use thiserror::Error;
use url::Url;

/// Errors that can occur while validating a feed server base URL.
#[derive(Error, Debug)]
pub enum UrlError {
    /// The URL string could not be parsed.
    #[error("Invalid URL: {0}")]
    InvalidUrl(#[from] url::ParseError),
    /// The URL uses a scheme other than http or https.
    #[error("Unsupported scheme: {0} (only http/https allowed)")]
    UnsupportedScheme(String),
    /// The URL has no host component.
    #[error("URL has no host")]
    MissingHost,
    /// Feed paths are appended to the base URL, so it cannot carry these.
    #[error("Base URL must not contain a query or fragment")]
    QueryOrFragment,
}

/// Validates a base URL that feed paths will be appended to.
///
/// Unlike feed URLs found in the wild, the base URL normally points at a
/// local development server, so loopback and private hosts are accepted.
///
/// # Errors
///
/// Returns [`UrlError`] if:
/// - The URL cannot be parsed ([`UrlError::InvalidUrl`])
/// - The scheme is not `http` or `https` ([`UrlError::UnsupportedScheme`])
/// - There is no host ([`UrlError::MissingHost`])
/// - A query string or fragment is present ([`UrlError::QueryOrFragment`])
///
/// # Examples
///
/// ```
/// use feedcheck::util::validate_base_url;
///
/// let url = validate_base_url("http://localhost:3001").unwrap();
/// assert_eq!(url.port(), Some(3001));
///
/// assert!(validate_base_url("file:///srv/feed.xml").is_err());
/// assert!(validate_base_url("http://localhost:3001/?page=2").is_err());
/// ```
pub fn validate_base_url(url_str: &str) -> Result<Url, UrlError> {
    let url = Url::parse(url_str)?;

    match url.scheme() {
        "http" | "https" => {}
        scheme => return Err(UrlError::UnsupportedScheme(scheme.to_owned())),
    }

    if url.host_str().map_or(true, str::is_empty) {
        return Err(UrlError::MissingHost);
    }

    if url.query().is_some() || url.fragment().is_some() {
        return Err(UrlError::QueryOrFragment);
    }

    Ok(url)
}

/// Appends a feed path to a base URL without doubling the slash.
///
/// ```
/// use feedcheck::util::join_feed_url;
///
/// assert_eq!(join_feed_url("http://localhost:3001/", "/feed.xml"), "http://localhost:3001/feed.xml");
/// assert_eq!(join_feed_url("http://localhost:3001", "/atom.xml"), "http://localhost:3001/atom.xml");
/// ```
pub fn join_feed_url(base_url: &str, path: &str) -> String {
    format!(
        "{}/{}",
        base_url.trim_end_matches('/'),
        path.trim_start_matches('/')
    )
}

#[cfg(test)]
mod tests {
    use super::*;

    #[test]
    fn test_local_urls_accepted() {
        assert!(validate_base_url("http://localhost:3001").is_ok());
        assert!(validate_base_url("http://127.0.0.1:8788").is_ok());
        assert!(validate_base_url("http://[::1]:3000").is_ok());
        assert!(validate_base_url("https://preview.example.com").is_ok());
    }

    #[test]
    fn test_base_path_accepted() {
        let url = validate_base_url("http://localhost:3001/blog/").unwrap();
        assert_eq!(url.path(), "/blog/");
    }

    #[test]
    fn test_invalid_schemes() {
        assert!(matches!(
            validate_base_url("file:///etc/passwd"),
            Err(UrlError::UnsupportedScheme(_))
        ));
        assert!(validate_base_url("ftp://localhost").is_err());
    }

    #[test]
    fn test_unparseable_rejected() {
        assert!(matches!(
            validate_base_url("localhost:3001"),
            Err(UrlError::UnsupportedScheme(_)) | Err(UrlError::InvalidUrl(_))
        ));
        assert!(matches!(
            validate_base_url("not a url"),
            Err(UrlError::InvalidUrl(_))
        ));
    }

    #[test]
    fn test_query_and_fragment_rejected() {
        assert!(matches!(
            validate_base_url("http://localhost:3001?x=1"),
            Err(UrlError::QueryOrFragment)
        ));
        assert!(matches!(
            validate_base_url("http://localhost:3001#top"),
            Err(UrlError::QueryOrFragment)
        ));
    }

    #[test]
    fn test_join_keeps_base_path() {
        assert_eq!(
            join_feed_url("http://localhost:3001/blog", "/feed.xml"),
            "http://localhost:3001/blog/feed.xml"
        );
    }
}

------------------------------------------------------------------------

Assigned task
How many lines in the records above hold the string "util"? Only the number is wanted.

Solution to this exercise
2